= Brief =
In the listing below, find each line that holds "coordinates" and list it.

[Opening Record excerpts section]

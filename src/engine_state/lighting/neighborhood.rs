//! The 3×3 block of ready chunks that light and meshing read from.

use std::sync::RwLockReadGuard;

use crate::engine_state::{
    error::ChunkError,
    voxels::{
        block::block_type::BlockType,
        chunk::{ChunkContents, ChunkPosition, CHUNK_HEIGHT, CHUNK_WIDTH},
        world::World,
    },
};

/// Width of the neighborhood in blocks along X and Z.
pub const NEIGHBORHOOD_WIDTH: usize = CHUNK_WIDTH * 3;

/// Read access to a chunk and its eight neighbors, all ready.
///
/// Addressed in neighborhood coordinates: X and Z run over `0..48` with the center chunk
/// at `16..32`. The read locks are held until the neighborhood is dropped, so nothing
/// can modify these chunks while a light field or mesh is being built.
pub struct ChunkNeighborhood<'a> {
    center: ChunkPosition,
    /// Row-major by Z then X, `(dx + 1) + (dz + 1) * 3`.
    chunks: Vec<RwLockReadGuard<'a, ChunkContents>>,
}

impl<'a> ChunkNeighborhood<'a> {
    /// Locks the nine chunks around `center`.
    ///
    /// Fails with `NeighborNotReady` naming the first chunk that is missing or not ready;
    /// the caller should retry once it is.
    pub fn gather(world: &'a World, center: ChunkPosition) -> Result<Self, ChunkError> {
        let mut chunks = Vec::with_capacity(9);
        for dz in -1..=1 {
            for dx in -1..=1 {
                let position = ChunkPosition::new(center.x + dx, center.y + dz);
                let not_ready = ChunkError::NeighborNotReady { position };
                let chunk = world.chunk(position).ok_or(not_ready)?;
                let contents = chunk
                    .read()
                    .map_err(|_| ChunkError::NeighborNotReady { position })?;
                chunks.push(contents);
            }
        }
        Ok(ChunkNeighborhood { center, chunks })
    }

    pub fn center(&self) -> ChunkPosition {
        self.center
    }

    /// Contents of the chunk at offset `(dx, dz)`, each in `-1..=1`.
    pub fn chunk(&self, dx: i32, dz: i32) -> &ChunkContents {
        &self.chunks[((dx + 1) + (dz + 1) * 3) as usize]
    }

    pub fn center_chunk(&self) -> &ChunkContents {
        self.chunk(0, 0)
    }

    fn split(coordinate: usize) -> (i32, usize) {
        ((coordinate / CHUNK_WIDTH) as i32 - 1, coordinate % CHUNK_WIDTH)
    }

    /// Block at neighborhood coordinates. `x` and `z` must be below 48.
    pub fn block(&self, x: usize, y: usize, z: usize) -> BlockType {
        debug_assert!(y < CHUNK_HEIGHT);
        let (dx, lx) = Self::split(x);
        let (dz, lz) = Self::split(z);
        self.chunk(dx, dz).blocks().get(lx, y, lz)
    }

    /// Height index entry of a neighborhood column.
    pub fn height(&self, x: usize, z: usize) -> usize {
        let (dx, lx) = Self::split(x);
        let (dz, lz) = Self::split(z);
        self.chunk(dx, dz).height_index().get(lx, lz) as usize
    }

    /// Every registered light source, in neighborhood coordinates.
    pub fn light_sources(&self) -> impl Iterator<Item = ([usize; 3], u8)> + '_ {
        (-1..=1).flat_map(move |dz| {
            (-1..=1).flat_map(move |dx| {
                self.chunk(dx, dz).light_sources().iter().map(move |(local, &level)| {
                    let x = (dx + 1) as usize * CHUNK_WIDTH + local.x as usize;
                    let z = (dz + 1) as usize * CHUNK_WIDTH + local.z as usize;
                    ([x, local.y as usize, z], level)
                })
            })
        })
    }
}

[Closing Record excerpts section]

= Output =
/// Addressed in neighborhood coordinates: X and Z run over `0..48` with the center chunk
    /// Block at neighborhood coordinates. `x` and `z` must be below 48.
    /// Every registered light source, in neighborhood coordinates.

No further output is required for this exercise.